- [ACTIVITY] Below are the entries; return every line among them that holds the word "clear".

Collected data entries
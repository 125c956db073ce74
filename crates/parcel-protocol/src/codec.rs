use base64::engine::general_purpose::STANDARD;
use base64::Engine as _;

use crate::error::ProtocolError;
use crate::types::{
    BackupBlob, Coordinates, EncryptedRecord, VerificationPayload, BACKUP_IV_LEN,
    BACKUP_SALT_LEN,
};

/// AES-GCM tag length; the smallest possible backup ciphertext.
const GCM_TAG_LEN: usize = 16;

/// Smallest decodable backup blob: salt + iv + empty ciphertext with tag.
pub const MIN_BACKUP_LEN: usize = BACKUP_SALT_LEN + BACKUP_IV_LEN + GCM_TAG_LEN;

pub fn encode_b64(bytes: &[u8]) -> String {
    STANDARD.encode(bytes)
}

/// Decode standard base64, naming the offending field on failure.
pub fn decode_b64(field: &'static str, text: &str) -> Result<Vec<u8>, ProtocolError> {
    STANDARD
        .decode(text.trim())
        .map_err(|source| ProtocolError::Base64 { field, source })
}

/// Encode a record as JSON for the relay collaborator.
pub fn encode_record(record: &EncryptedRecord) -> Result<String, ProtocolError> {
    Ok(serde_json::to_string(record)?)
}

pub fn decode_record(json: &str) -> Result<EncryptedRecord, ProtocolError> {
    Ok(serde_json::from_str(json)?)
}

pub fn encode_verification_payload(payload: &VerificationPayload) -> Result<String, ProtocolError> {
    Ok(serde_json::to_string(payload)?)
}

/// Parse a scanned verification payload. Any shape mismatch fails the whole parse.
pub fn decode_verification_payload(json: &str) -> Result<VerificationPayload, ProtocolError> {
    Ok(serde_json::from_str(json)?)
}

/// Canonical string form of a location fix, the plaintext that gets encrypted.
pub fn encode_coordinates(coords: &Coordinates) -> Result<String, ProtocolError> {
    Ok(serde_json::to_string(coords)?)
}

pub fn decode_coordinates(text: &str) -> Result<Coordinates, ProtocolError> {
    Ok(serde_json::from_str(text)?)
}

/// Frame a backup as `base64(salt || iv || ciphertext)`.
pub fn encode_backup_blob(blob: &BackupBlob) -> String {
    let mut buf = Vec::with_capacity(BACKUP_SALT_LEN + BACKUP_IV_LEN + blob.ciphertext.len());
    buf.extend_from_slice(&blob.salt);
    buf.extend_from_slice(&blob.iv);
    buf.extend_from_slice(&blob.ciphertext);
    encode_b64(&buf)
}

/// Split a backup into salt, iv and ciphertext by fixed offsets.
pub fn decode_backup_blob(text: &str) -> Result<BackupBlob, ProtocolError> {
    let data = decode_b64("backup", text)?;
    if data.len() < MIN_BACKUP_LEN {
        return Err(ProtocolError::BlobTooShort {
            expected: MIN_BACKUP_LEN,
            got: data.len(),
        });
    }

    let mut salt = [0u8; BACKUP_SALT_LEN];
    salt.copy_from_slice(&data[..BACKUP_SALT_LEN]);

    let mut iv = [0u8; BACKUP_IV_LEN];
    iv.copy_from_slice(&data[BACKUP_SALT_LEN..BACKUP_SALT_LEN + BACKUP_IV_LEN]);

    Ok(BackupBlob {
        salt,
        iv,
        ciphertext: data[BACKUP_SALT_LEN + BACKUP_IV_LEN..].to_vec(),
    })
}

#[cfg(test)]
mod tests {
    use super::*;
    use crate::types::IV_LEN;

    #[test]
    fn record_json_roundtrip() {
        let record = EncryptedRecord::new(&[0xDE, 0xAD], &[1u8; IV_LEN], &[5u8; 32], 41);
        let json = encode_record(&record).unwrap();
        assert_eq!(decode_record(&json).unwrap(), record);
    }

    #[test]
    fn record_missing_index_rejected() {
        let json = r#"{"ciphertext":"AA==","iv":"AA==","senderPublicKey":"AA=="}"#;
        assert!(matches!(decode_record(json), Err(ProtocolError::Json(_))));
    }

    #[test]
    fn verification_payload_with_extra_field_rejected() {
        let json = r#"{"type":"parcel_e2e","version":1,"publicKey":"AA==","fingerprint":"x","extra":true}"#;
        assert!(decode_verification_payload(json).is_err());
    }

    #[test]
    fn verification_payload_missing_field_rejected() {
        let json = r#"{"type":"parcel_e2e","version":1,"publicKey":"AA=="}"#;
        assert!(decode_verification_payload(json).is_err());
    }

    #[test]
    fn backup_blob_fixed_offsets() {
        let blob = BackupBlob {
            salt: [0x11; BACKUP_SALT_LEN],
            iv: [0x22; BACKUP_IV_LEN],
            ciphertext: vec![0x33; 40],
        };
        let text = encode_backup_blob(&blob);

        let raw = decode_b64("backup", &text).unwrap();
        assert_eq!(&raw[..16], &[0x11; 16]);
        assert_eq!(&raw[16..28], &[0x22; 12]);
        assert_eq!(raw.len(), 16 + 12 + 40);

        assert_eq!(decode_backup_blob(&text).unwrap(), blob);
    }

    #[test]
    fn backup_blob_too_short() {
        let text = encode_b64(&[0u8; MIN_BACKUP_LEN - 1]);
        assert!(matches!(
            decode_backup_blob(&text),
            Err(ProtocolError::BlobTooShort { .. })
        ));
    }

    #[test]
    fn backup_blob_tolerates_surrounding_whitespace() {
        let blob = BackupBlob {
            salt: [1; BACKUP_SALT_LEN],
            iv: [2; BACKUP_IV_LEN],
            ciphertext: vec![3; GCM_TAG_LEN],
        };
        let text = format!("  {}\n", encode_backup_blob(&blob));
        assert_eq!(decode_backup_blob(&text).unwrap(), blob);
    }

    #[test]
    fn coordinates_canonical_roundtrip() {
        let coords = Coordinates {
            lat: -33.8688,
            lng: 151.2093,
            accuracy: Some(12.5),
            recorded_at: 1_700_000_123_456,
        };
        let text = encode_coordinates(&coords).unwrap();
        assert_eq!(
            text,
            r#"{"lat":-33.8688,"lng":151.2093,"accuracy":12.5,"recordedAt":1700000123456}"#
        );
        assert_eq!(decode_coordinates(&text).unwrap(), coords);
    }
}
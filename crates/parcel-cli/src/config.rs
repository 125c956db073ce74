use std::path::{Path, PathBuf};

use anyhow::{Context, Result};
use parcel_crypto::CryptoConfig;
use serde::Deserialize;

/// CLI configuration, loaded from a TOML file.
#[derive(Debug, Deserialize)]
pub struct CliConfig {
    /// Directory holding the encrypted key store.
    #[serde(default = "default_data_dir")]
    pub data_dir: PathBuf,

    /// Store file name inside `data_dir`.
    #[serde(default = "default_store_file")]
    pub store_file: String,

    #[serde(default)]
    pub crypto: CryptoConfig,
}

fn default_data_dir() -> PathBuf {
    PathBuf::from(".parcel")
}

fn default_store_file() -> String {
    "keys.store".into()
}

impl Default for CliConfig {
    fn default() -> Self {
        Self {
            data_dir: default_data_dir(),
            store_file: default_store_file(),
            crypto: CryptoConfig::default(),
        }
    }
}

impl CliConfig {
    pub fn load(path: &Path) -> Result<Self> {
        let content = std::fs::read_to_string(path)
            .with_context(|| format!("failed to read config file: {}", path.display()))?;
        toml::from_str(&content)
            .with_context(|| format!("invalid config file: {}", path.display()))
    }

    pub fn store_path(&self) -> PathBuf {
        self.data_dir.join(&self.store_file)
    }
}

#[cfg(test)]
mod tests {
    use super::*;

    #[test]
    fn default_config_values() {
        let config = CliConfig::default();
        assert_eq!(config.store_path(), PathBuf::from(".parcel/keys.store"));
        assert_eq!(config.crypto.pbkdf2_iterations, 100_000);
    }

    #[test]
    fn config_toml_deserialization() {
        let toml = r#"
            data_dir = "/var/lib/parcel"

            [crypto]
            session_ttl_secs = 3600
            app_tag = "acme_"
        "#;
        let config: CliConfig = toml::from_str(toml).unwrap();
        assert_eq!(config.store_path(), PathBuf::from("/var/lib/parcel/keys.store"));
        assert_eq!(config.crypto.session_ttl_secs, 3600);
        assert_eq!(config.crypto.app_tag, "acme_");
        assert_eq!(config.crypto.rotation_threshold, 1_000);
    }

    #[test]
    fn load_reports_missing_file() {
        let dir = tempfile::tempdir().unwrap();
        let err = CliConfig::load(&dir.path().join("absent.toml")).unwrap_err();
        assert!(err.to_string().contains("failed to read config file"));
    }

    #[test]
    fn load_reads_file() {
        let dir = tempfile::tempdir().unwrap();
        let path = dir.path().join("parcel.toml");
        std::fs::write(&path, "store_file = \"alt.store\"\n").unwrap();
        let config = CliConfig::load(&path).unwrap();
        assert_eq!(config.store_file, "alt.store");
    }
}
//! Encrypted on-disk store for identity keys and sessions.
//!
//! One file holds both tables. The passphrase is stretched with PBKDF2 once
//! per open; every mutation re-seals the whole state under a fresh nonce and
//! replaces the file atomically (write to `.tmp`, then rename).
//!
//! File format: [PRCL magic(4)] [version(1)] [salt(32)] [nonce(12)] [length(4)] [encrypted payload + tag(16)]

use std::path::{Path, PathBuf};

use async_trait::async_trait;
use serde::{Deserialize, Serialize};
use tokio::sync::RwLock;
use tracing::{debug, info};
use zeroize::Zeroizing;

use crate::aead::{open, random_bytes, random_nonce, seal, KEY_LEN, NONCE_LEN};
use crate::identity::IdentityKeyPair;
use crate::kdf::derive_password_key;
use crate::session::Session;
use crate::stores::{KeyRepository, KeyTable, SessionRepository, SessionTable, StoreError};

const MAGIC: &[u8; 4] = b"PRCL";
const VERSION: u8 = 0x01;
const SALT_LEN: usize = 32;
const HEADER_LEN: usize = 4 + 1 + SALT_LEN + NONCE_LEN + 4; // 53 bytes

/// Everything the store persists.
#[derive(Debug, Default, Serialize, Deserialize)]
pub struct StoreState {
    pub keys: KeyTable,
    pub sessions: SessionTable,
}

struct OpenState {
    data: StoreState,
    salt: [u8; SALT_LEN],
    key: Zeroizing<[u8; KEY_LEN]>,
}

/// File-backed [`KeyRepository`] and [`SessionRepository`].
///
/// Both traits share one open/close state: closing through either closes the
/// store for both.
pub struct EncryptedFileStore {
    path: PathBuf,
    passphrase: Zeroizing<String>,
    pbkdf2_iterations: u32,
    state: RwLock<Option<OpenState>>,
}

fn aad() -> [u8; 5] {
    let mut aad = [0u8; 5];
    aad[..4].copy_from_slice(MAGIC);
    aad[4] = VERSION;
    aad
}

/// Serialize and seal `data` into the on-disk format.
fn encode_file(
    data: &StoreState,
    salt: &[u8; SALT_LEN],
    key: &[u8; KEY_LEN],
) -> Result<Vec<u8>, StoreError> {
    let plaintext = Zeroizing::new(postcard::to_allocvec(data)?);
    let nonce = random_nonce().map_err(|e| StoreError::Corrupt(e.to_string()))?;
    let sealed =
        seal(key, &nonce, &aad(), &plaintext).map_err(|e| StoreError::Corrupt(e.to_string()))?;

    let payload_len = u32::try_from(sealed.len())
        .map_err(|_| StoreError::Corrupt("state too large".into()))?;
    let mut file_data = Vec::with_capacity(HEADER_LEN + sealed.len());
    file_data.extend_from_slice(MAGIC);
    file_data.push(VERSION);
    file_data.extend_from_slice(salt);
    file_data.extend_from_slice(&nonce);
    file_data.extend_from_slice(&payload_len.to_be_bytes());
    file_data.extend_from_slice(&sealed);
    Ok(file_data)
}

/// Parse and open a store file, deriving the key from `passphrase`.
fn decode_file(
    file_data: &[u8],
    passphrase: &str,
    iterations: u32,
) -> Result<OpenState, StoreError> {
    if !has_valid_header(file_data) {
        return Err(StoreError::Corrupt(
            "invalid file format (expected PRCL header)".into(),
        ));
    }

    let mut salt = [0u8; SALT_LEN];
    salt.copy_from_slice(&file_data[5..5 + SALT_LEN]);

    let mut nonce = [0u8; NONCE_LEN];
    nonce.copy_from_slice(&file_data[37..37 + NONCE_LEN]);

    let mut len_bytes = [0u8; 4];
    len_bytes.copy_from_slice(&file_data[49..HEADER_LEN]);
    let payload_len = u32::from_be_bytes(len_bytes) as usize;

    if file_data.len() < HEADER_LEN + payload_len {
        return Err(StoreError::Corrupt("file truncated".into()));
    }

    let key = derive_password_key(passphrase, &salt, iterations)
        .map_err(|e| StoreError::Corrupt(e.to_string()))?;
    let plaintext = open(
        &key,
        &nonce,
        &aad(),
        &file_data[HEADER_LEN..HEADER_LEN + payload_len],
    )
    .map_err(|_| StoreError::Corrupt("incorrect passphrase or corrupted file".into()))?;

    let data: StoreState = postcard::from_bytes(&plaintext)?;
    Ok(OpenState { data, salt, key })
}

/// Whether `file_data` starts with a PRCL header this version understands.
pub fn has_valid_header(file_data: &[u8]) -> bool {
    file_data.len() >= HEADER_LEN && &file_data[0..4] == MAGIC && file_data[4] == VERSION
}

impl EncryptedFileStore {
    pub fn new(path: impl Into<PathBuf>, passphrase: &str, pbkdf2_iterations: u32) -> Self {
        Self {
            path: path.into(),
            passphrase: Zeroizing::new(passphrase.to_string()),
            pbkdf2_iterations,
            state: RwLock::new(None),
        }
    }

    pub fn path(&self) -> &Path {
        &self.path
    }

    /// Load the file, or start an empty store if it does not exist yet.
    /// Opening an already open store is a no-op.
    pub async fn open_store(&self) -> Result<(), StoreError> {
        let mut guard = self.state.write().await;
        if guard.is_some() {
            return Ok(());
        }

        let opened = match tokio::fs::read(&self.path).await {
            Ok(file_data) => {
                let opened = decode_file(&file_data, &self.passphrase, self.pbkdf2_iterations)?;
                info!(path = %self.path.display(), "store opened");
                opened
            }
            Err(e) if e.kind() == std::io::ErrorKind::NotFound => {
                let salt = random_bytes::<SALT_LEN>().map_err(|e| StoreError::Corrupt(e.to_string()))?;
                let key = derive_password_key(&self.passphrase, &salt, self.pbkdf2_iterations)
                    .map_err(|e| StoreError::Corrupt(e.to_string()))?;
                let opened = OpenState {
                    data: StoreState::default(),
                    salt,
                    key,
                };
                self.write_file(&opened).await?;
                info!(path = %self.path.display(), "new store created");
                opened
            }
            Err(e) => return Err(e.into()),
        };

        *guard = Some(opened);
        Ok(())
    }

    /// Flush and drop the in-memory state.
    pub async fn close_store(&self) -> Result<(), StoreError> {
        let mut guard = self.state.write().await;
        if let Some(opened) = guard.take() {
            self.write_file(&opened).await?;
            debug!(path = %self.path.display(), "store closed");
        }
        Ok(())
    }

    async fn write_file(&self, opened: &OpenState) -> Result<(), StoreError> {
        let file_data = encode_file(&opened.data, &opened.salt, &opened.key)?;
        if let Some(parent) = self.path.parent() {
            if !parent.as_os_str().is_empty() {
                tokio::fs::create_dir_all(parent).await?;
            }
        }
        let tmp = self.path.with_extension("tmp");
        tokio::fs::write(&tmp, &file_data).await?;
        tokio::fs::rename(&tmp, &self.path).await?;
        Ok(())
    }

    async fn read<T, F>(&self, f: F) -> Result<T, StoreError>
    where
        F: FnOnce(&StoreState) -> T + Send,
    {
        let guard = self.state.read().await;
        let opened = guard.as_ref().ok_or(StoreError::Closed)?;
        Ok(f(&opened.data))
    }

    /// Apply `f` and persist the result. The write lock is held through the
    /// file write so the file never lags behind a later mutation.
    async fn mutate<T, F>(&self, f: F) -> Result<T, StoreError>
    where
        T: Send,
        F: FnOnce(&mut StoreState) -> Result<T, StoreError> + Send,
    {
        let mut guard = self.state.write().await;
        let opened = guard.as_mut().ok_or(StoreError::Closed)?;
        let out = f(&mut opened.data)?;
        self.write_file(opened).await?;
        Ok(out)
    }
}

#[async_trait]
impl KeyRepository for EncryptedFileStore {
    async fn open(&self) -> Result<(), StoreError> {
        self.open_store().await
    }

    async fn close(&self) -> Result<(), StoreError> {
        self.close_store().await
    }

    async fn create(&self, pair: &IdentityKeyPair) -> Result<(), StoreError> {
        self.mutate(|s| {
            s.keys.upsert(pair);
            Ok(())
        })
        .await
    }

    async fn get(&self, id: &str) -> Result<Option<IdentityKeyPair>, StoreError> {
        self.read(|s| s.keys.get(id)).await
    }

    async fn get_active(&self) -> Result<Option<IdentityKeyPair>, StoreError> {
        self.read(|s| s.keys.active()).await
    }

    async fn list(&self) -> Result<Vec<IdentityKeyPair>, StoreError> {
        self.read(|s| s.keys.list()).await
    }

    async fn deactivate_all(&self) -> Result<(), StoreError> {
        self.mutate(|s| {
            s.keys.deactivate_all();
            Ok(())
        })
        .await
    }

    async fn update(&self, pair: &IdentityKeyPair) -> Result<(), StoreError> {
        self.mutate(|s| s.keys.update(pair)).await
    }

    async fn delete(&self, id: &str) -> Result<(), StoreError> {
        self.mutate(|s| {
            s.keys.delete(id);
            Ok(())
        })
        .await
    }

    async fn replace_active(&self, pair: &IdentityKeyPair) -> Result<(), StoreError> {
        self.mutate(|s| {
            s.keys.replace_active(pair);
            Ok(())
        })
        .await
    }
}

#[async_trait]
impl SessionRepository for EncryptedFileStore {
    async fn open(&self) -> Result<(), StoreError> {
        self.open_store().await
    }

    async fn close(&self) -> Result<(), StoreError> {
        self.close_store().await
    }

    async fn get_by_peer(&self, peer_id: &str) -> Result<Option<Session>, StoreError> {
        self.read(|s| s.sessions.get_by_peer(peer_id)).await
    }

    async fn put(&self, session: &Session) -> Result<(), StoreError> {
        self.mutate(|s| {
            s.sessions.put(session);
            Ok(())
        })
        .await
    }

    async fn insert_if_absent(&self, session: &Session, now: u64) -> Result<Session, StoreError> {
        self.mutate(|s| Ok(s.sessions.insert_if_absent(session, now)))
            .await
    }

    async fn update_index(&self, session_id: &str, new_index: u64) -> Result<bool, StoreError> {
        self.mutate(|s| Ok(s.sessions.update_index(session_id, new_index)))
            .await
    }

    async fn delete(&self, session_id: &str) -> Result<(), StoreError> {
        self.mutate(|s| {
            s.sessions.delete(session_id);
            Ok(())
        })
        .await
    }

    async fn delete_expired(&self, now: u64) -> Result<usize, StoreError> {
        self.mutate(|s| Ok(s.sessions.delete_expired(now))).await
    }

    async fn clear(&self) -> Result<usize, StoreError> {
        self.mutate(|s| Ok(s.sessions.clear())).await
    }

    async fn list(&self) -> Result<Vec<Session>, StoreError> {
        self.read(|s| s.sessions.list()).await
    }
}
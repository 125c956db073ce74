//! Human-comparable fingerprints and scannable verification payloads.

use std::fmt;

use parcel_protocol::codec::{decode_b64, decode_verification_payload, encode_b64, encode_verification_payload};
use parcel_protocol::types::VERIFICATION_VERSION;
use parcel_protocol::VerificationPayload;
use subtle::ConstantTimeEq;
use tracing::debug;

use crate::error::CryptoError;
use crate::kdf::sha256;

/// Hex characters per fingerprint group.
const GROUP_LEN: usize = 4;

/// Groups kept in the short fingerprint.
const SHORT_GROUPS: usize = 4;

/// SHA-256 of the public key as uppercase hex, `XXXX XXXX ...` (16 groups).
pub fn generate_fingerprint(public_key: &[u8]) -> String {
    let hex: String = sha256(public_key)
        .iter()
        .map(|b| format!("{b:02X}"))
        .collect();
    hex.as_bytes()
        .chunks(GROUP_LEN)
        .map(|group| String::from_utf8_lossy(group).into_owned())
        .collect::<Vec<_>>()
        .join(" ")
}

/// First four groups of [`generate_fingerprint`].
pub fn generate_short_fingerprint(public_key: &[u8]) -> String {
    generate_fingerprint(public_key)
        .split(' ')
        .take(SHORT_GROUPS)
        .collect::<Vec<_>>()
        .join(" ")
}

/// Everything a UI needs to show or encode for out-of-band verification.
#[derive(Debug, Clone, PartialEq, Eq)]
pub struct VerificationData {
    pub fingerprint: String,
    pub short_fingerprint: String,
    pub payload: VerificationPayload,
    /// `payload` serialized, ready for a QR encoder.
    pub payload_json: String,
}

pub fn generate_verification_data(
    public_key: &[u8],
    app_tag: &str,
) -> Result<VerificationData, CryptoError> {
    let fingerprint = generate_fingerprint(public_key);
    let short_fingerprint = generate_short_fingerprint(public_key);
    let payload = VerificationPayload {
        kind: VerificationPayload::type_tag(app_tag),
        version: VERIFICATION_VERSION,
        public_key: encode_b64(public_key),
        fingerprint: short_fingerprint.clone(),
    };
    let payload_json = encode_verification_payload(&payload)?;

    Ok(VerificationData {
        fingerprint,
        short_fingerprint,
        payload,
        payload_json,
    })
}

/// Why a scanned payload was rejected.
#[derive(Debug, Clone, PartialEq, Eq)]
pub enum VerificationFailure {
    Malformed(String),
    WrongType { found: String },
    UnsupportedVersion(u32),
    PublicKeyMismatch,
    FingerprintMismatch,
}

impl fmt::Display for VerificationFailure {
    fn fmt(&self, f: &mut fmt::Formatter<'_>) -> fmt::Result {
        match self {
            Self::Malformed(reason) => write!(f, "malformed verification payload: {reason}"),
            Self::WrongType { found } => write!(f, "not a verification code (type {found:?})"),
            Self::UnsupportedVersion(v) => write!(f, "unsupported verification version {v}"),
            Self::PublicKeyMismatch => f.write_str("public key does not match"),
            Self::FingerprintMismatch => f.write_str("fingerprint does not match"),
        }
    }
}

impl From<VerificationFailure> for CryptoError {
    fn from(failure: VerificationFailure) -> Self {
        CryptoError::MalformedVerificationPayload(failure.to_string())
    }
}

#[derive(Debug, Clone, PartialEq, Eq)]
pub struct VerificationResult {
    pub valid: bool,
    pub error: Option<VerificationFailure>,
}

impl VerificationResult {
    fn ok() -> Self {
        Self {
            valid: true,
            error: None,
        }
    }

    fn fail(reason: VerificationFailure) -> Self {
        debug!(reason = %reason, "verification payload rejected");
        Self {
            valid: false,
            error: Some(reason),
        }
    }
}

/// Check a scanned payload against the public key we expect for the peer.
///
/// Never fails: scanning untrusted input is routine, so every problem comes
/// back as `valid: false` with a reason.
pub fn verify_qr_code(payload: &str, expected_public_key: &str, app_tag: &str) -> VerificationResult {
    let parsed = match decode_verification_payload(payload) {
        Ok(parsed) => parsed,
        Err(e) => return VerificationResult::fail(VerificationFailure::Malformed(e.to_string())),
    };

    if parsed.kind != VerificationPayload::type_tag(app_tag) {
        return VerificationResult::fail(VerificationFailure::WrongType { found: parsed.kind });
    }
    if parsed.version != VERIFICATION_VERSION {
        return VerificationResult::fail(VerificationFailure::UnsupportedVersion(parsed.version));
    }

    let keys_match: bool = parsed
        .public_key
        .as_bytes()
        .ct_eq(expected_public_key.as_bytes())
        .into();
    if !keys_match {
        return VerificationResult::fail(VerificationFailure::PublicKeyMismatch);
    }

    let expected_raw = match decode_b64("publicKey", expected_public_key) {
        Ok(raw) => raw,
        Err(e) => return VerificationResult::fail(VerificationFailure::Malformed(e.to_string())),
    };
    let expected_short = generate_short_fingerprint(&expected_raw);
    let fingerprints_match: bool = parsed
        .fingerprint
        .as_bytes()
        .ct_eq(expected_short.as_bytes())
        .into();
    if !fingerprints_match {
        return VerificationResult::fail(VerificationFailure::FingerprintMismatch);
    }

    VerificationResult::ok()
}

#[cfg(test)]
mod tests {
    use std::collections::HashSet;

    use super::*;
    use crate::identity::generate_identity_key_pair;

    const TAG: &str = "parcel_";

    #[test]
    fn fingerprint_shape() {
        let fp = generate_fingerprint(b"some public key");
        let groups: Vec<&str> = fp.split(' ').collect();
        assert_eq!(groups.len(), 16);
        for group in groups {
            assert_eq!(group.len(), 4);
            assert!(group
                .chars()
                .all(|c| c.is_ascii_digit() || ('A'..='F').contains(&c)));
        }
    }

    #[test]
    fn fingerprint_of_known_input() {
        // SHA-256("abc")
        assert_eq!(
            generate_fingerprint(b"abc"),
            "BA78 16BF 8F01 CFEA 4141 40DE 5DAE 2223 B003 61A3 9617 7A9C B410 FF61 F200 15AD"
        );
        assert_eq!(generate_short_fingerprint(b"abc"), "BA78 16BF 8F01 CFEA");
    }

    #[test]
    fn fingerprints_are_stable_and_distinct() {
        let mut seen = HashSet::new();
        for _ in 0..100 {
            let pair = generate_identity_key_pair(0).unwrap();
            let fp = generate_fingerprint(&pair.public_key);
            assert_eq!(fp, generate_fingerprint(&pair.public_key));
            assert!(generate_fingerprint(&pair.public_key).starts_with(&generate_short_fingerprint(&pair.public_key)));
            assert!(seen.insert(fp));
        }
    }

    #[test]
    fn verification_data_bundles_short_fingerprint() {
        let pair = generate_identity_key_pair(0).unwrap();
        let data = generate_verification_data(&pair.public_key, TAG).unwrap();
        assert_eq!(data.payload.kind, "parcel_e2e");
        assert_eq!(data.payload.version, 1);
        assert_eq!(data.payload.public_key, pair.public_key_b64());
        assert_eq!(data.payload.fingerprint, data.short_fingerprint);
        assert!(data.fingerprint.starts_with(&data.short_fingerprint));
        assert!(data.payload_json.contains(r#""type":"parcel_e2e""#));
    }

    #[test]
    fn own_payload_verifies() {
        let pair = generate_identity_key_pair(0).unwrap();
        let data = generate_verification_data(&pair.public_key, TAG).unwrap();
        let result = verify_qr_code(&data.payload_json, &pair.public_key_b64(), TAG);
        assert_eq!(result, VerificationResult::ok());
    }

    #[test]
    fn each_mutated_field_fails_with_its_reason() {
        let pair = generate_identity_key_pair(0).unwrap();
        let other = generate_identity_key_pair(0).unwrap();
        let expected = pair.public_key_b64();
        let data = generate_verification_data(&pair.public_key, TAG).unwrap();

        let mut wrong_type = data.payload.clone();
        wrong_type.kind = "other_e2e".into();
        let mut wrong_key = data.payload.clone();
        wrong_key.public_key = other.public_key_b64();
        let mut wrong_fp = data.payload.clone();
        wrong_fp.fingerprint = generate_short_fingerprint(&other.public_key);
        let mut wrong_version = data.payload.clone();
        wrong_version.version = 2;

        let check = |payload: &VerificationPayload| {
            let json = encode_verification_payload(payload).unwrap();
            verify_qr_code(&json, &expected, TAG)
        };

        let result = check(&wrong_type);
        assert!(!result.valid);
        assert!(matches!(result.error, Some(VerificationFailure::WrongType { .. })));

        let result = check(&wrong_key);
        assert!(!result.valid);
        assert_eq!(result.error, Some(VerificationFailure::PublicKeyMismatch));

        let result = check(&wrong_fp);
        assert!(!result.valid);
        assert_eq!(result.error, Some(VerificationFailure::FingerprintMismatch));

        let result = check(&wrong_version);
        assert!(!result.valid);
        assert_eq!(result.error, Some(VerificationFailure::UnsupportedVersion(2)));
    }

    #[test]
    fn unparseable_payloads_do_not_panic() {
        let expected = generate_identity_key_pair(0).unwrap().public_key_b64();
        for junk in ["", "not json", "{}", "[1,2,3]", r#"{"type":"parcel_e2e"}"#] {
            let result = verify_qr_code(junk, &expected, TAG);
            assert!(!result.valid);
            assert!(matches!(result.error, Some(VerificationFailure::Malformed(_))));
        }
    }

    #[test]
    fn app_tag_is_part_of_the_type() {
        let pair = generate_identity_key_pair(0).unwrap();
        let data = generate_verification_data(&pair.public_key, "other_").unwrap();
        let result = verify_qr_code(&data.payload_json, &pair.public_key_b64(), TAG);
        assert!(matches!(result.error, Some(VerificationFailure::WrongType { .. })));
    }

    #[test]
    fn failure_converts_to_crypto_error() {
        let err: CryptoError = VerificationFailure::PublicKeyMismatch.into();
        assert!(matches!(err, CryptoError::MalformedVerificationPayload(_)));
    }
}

- [ANSWER SECTION]
    async fn clear(&self) -> Result<usize, StoreError> {
        self.mutate(|s| Ok(s.sessions.clear())).await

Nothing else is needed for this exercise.